** Opening Records for the exercise block **

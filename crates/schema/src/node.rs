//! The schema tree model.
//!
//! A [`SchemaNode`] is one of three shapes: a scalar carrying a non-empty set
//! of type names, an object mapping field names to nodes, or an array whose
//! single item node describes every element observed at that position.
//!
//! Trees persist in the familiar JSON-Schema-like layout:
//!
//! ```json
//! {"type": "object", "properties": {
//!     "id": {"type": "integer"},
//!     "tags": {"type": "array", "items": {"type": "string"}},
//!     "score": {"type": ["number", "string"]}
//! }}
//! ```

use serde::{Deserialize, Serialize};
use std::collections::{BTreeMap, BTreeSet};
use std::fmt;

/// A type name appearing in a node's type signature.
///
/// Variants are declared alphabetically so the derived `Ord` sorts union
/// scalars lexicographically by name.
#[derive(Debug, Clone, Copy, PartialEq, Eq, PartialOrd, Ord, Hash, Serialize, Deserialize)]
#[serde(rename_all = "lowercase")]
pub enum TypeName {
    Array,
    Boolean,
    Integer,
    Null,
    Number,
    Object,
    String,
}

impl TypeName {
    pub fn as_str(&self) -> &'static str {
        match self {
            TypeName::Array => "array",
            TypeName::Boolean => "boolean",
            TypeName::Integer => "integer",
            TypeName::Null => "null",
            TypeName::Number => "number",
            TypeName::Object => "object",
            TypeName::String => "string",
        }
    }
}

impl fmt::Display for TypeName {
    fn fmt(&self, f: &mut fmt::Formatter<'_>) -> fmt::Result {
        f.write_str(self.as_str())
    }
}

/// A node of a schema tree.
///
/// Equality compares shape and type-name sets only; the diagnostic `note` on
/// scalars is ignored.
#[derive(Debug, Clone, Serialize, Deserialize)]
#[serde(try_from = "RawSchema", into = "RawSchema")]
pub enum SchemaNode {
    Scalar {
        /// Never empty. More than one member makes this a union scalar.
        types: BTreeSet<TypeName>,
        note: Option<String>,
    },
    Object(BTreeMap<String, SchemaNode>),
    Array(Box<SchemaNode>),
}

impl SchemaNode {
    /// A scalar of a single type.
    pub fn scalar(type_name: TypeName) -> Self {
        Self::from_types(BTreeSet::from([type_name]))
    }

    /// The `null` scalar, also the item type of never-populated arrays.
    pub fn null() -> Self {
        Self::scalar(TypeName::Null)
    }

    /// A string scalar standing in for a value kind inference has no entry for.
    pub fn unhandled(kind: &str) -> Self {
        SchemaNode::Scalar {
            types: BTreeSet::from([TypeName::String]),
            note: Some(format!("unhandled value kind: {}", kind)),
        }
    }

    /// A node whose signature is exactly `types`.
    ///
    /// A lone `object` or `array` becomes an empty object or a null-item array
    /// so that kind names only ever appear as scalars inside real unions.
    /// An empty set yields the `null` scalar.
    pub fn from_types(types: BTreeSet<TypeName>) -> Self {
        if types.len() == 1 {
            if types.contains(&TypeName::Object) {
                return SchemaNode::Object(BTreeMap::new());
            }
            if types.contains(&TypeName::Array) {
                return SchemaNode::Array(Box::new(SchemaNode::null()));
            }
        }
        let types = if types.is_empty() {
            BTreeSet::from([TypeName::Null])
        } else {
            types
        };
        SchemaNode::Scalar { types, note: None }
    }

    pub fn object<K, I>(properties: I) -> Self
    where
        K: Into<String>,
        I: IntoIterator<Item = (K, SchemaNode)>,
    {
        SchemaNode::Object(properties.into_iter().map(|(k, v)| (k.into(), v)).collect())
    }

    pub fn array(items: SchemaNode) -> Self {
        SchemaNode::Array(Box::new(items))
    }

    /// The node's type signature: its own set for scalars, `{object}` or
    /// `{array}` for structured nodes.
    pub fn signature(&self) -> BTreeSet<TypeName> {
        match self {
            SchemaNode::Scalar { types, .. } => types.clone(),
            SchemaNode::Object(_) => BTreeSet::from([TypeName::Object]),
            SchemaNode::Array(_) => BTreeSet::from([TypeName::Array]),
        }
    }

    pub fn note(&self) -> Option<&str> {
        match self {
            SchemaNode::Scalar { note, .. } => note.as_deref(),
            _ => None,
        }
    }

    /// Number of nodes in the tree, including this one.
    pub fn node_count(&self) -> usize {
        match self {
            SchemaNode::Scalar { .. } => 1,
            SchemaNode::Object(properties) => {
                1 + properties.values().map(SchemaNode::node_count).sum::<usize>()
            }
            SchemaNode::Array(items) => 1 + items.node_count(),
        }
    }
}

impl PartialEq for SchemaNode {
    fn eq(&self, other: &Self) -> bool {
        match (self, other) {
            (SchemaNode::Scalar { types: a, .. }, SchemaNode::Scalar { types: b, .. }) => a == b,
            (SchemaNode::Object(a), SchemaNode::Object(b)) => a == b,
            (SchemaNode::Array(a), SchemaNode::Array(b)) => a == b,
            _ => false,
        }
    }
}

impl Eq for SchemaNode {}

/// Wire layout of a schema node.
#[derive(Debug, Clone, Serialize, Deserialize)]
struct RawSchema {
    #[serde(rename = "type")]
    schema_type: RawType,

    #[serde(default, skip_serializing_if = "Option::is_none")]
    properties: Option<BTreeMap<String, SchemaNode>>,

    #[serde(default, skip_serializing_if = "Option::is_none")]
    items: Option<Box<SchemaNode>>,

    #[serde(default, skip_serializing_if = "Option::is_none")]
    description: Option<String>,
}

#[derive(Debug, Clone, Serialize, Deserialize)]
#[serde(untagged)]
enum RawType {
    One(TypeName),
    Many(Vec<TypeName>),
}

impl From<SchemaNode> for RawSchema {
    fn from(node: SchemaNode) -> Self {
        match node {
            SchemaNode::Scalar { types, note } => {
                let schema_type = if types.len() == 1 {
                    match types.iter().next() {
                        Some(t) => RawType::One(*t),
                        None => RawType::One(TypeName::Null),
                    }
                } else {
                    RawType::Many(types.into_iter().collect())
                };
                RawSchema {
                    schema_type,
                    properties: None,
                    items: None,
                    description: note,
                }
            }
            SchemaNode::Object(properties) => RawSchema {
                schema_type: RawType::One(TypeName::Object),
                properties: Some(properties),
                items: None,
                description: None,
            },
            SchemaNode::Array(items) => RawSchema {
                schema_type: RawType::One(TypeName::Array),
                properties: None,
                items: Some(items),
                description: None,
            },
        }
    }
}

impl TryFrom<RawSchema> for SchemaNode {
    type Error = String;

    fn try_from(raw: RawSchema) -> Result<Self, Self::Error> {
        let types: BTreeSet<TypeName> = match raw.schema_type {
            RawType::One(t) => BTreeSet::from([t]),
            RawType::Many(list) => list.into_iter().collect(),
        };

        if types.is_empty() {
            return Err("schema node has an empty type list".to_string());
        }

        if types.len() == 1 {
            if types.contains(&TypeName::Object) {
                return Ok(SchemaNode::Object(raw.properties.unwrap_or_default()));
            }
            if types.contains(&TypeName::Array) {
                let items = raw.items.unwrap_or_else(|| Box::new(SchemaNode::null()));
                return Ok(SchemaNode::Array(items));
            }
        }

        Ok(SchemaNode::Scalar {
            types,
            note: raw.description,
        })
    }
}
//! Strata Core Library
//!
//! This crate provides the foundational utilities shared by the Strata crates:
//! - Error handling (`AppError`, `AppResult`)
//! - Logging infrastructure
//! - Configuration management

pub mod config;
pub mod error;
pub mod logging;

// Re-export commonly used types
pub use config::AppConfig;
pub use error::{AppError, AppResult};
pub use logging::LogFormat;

** Closing Records for the exercise block **
** Opening Records for the exercise block **

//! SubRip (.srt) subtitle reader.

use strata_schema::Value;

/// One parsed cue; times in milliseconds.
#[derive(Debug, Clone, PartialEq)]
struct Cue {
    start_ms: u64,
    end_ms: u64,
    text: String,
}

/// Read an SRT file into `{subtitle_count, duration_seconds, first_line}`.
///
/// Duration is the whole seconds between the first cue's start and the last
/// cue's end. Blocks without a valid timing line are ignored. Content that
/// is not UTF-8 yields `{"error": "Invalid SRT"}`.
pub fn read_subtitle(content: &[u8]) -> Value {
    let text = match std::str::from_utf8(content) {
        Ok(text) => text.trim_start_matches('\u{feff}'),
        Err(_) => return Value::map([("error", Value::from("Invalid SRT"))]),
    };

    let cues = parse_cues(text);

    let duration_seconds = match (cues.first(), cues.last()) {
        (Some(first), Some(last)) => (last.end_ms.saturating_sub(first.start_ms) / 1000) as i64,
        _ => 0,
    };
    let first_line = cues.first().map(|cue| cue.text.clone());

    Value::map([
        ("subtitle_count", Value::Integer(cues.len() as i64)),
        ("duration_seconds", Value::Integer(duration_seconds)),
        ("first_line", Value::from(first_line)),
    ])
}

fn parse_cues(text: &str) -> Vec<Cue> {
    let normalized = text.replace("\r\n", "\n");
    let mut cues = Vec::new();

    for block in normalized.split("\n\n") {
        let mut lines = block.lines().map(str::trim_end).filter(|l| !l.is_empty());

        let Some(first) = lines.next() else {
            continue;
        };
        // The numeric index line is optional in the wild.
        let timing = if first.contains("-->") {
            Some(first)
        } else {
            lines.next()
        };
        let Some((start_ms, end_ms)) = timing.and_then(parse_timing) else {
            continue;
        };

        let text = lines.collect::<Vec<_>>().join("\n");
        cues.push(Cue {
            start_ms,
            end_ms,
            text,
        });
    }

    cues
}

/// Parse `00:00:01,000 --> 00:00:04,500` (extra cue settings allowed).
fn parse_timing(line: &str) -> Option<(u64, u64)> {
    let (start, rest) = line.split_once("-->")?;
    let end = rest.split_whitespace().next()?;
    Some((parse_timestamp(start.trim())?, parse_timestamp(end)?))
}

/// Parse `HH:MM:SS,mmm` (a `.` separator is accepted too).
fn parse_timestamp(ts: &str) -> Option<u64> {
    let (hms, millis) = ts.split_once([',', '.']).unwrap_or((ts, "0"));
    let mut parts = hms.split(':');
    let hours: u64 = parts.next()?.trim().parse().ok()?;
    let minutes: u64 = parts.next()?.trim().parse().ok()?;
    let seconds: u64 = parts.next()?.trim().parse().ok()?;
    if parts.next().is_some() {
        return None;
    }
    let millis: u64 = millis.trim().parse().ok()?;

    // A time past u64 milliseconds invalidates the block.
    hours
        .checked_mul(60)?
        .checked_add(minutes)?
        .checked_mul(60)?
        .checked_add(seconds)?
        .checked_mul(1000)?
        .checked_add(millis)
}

** Closing Records for the exercise block **
** Opening Records for the exercise block **

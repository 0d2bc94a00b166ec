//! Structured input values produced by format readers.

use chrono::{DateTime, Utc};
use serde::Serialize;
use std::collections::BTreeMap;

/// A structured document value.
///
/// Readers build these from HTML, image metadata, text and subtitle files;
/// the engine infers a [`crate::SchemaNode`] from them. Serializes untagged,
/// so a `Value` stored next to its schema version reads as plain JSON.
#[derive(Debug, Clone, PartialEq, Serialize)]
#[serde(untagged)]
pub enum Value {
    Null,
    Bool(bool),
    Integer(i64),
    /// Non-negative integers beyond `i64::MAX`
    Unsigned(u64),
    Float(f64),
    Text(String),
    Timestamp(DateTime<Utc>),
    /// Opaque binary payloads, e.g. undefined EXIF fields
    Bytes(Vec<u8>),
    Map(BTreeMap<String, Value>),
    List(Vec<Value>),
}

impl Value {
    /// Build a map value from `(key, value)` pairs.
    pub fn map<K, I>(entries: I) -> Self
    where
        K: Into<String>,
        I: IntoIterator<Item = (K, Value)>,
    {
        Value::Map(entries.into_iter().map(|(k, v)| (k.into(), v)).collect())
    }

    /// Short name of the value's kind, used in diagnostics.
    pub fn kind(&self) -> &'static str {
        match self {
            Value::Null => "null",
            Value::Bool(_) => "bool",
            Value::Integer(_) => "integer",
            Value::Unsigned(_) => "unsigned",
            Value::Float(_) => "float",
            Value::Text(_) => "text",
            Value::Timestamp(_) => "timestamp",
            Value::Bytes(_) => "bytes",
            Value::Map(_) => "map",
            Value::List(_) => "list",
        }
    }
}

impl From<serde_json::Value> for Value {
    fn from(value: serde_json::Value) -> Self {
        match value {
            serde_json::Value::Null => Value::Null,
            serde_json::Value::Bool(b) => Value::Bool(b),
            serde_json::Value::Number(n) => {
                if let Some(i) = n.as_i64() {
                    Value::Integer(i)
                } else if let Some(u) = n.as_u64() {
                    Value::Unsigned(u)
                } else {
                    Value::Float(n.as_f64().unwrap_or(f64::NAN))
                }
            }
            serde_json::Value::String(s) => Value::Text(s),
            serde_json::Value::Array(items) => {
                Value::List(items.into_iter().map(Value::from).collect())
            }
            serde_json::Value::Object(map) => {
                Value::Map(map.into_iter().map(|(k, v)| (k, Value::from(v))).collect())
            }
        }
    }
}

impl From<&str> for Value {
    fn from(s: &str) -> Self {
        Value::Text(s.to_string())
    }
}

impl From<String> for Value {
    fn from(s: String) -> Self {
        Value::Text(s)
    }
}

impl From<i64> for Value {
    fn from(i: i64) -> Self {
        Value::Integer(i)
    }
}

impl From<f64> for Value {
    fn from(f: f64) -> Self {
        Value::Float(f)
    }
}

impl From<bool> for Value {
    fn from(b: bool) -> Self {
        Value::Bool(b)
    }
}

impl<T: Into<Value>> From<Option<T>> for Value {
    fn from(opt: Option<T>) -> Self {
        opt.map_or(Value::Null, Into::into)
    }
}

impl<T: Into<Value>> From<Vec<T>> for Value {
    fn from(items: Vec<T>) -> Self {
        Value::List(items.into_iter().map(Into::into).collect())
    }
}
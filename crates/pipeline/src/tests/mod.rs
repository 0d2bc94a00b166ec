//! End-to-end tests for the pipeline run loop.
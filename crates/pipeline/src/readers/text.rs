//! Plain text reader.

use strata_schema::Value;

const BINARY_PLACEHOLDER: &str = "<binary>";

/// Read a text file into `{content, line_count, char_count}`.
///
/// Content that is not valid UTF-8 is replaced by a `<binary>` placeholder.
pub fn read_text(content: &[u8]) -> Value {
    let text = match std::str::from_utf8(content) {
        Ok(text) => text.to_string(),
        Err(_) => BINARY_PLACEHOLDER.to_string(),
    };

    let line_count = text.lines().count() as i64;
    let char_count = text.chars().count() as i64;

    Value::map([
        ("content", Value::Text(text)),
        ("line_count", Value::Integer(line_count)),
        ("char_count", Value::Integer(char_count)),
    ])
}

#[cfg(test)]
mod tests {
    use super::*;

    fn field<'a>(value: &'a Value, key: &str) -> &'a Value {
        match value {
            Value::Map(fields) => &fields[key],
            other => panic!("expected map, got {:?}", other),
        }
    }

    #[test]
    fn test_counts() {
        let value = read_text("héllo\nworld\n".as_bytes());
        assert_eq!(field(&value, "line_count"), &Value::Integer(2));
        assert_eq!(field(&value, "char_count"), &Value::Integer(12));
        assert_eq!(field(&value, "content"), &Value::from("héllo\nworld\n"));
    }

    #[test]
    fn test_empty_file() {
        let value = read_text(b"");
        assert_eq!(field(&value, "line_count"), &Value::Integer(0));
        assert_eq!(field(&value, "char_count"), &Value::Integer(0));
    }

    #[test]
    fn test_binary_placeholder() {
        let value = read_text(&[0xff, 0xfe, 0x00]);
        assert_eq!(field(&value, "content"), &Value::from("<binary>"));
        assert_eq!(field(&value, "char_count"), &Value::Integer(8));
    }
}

** Closing Records for the exercise block **

Go through the entries and report every line with the string "AppError".

> _Answer_:
//! - Error handling (`AppError`, `AppResult`)
pub use error::{AppError, AppResult};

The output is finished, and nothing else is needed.